BEGIN Given records
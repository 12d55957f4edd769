//! Loading a [`PrimalDualSpec`] from YAML

use super::schema::PrimalDualSpec;
use super::validate::validate_config;
use crate::error::{Error, Result};
use std::fs;
use std::path::Path;

/// Parse a spec from YAML text without validating it
pub fn parse_config(yaml: &str) -> Result<PrimalDualSpec> {
    serde_yaml::from_str(yaml)
        .map_err(|e| Error::ConfigError(format!("Failed to parse YAML config: {e}")))
}

/// Read, parse and validate a spec file
///
/// # Example
///
/// ```no_run
/// use entrenar_f1::config::load_config;
///
/// let spec = load_config("configs/primal_dual.yaml")?;
/// println!("{} outer iterations", spec.n_outer);
/// # Ok::<(), entrenar_f1::Error>(())
/// ```
pub fn load_config<P: AsRef<Path>>(config_path: P) -> Result<PrimalDualSpec> {
    let yaml_content = fs::read_to_string(config_path.as_ref()).map_err(|e| {
        Error::ConfigError(format!(
            "Failed to read config file {}: {}",
            config_path.as_ref().display(),
            e
        ))
    })?;

    let spec = parse_config(&yaml_content)?;
    validate_config(&spec).map_err(|e| Error::ConfigError(format!("Invalid config: {e}")))?;
    Ok(spec)
}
END Given records
#### The task:
Would you write out the listing above exactly, in full?

#### Exercise solution:
repository 12d55957f4edd769
//! Loading a [`PrimalDualSpec`] from YAML

use super::schema::PrimalDualSpec;
use super::validate::validate_config;
use crate::error::{Error, Result};
use std::fs;
use std::path::Path;

/// Parse a spec from YAML text without validating it
pub fn parse_config(yaml: &str) -> Result<PrimalDualSpec> {
    serde_yaml::from_str(yaml)
        .map_err(|e| Error::ConfigError(format!("Failed to parse YAML config: {e}")))
}

/// Read, parse and validate a spec file
///
/// # Example
///
/// ```no_run
/// use entrenar_f1::config::load_config;
///
/// let spec = load_config("configs/primal_dual.yaml")?;
/// println!("{} outer iterations", spec.n_outer);
/// # Ok::<(), entrenar_f1::Error>(())
/// ```
pub fn load_config<P: AsRef<Path>>(config_path: P) -> Result<PrimalDualSpec> {
    let yaml_content = fs::read_to_string(config_path.as_ref()).map_err(|e| {
        Error::ConfigError(format!(
            "Failed to read config file {}: {}",
            config_path.as_ref().display(),
            e
        ))
    })?;

    let spec = parse_config(&yaml_content)?;
    validate_config(&spec).map_err(|e| Error::ConfigError(format!("Invalid config: {e}")))?;
    Ok(spec)
}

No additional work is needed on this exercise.